1、Xero (XRO) - Stock of the day:

Jessica says the stock price has consistently risen each time it's been mentioned. Here are some noteworthy details about Xero:

Xero boasts a user base of 4 million globally, a number that continues to grow steadily. In Australia, it holds an impressive 50% market share in small business accounting. Recently, Xero launched a new offering in the US, allowing customers to pay bills directly through its platform. This move signals the potential for further growth in its offerings.

Estimates suggest that Xero's free cash flow could surge by over 40% through 2027 from its current NZ$107 million in the first half of the year. This projection is backed by management's commitment to delivering a "rule of 40 performance."

With an annual growth rate exceeding 20%, Xero's success in the US and UK markets is expected to continue.

The company's remarkable growth trajectory may prompt a reassessment of its dividend policy, as Xero has traditionally favored investing in growth over distributing dividends.

2、Audinate (AD8) - bullish :

Jessica suggests considering three key points:

Firstly, it's worthwhile to explore niche businesses, such as this leading AV industry player specializing in networking digital audio signals. Despite remarkable growth since its 2017 listing, there's a possibility of overvaluation now. However, there remains potential for further growth, with anticipated earnings and price target upgrades. The company also achieved its FY24 objectives six months ahead of schedule.

Secondly, AD8 revealed strong financial performance. It reached its first net profit after periods of losses, along with significant increases in sales and gross profits, indicating robust financial health. Moreover, the company's ability to maintain a high margin of 72%, despite a 47.7% increase in revenue, is noteworthy, especially considering the support from a weaker AUD against the USD.

Thirdly, Jessica suggests considering its growth potential. AD8 has achieved significant milestones, such as syncing audio directly to the cloud, enabling online production from any location, which reduces the need for mobile studios and full broadcast trucks.

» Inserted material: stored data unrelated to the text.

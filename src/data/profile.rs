//! Profile copy for the home and about pages.

pub const NAME: &str = "Imesh Adheesha";
pub const SUBTITLE: &str = "Software Engineering Undergraduate";
pub const ROLE: &str = "FullStack-Focused Developer";
pub const NAV_TAGLINE: &str = "Software Engineer";

pub const SUMMARY_LINES: &[&str] = &[
    "Software engineering undergraduate with strong Full Stack Development focus.",
    "Experienced in building REST APIs using Spring Boot, PostgreSQL,",
    "and integrating them with React-based frontends.",
];

pub const SUMMARY_POINTS: &[&str] = &[
    "Interested in Fullstack systems, clean architecture, and scalable design",
    "Current CGPA: 3.37 at SLIIT, specializing in Software Engineering",
    "Building practical solutions with modern tech stack",
];

pub const TECH_STACK: &[&str] = &["Spring Boot", "React.js", "PostgreSQL", "Node.js", "Java", "TypeScript"];

/// (label, css modifier)
pub const EDUCATION_BADGES: &[(&str, &str)] = &[
    ("Royal College Colombo Alumni", "badge-royal"),
    ("SLIIT • BSc (Hons) IT • Year 3", "badge-sliit"),
];

pub const PROFILE_IMAGE: &str = "/images/profile-main.jpeg";

/// Animated counter on the about page
#[derive(Clone, Copy, Debug, PartialEq)]
pub struct Stat {
    pub label: &'static str,
    pub target: f64,
    pub suffix: &'static str,
}

pub const STATS: &[Stat] = &[
    Stat { label: "Projects", target: 5.0, suffix: "+" },
    Stat { label: "Skills", target: 18.0, suffix: "" },
    Stat { label: "Years Experience", target: 0.0, suffix: "+" },
    Stat { label: "CGPA", target: 3.37, suffix: "" },
];

#[derive(Clone, Copy, Debug, PartialEq)]
pub struct SkillGroup {
    pub category: &'static str,
    pub icon: &'static str,
    pub skills: &'static [&'static str],
}

pub const SKILL_GROUPS: &[SkillGroup] = &[
    SkillGroup {
        category: "Frontend",
        icon: "⚡",
        skills: &["React.js", "JavaScript", "TypeScript", "CSS", "HTML5"],
    },
    SkillGroup {
        category: "Backend",
        icon: "🔧",
        skills: &["Node.js", "Java", "C++", "Spring Boot", "MERN Stack"],
    },
    SkillGroup {
        category: "APIs & Tools",
        icon: "🛠️",
        skills: &["Socket.io", "JWT", "Maven", "Docker", "REST APIs"],
    },
    SkillGroup {
        category: "Maps & AI",
        icon: "🧠",
        skills: &["Leaflet.js", "OpenStreetMaps", "Google Maps API", "AI Prompt Engineering"],
    },
];

#[derive(Clone, Copy, Debug, PartialEq)]
pub struct Honor {
    pub title: &'static str,
    pub organization: &'static str,
    pub description: &'static str,
    pub icon: &'static str,
    pub color: &'static str,
}

pub const HONORS: &[Honor] = &[
    Honor {
        title: "Content Creator & Educator",
        organization: "YouTube - imesh weerasuria",
        description: "Run a YouTube channel dedicated to teaching current SLIIT modules with a focus on test preparation, sharing knowledge, and supporting fellow students.",
        icon: "🎓",
        color: "#3b82f6",
    },
    Honor {
        title: "Foundations in Microsoft Office Packages",
        organization: "IDM Nations Campus",
        description: "Successfully completed training in core Microsoft applications including Word, Excel, PowerPoint, and Access, building a strong foundation in productivity tools.",
        icon: "📊",
        color: "#10b981",
    },
    Honor {
        title: "Senior Prefect",
        organization: "Local Dhamma School",
        description: "Served as a senior prefect demonstrating leadership, discipline, and responsibility in managing student activities and upholding school values.",
        icon: "🌟",
        color: "#f59e0b",
    },
    Honor {
        title: "Speech and Drama Training",
        organization: "Wendy Whatmore Academy",
        description: "Engaged in a wide range of speech and drama activities during childhood, enhancing public speaking confidence and creative expression.",
        icon: "🎤",
        color: "#8b5cf6",
    },
];

#[derive(Clone, Copy, Debug, PartialEq)]
pub struct TimelineEntry {
    pub year: &'static str,
    pub event: &'static str,
    pub description: &'static str,
    pub icon: &'static str,
}

pub const TIMELINE: &[TimelineEntry] = &[
    TimelineEntry {
        year: "Present",
        event: "3rd Year Undergraduate at SLIIT",
        description: "BSc (Hons) Information Technology specializing in Software Engineering",
        icon: "🎓",
    },
    TimelineEntry {
        year: "2021",
        event: "Royal College Colombo Alumni",
        description: "Old Boy Union Member - Proud Royalist",
        icon: "👑",
    },
    TimelineEntry {
        year: "2020",
        event: "YouTube Channel Launch",
        description: "Started educational content creation for SLIIT students",
        icon: "🎬",
    },
    TimelineEntry {
        year: "2019",
        event: "Microsoft Office Certification",
        description: "Completed comprehensive training in productivity tools",
        icon: "📄",
    },
    TimelineEntry {
        year: "2018",
        event: "Leadership Role",
        description: "Senior Prefect at Local Dhamma School",
        icon: "⭐",
    },
    TimelineEntry {
        year: "2015",
        event: "Creative Development",
        description: "Speech and Drama training at Wendy Whatmore Academy",
        icon: "🎭",
    },
];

Additionally, despite cost-cutting measures, AD8 has been successful in securing new contracts. It recently launched its first OEM video product utilizing the next-generation Dante AV Ultra, which debuted at the recent ISE tradeshow.

3、Nextdc (NXT) - Bullish:

Given hyperscale AI growth, the prospects for NXT are promising. As a leading data center business operating across major Australian cities and expanding internationally, it's strategically positioned to tap into emerging AI opportunities. Notably, it has earned sustainability certification.

The market is optimistic about Nextdc's future, evident in its impressive performance this year with shares rising by 25%. This surge is propelled by the escalating demand for hyperscale cloud and AI services, with Gartner projecting a 25% CAGR in this sector until 2028. This high demand underscores the importance of Nextdc's services.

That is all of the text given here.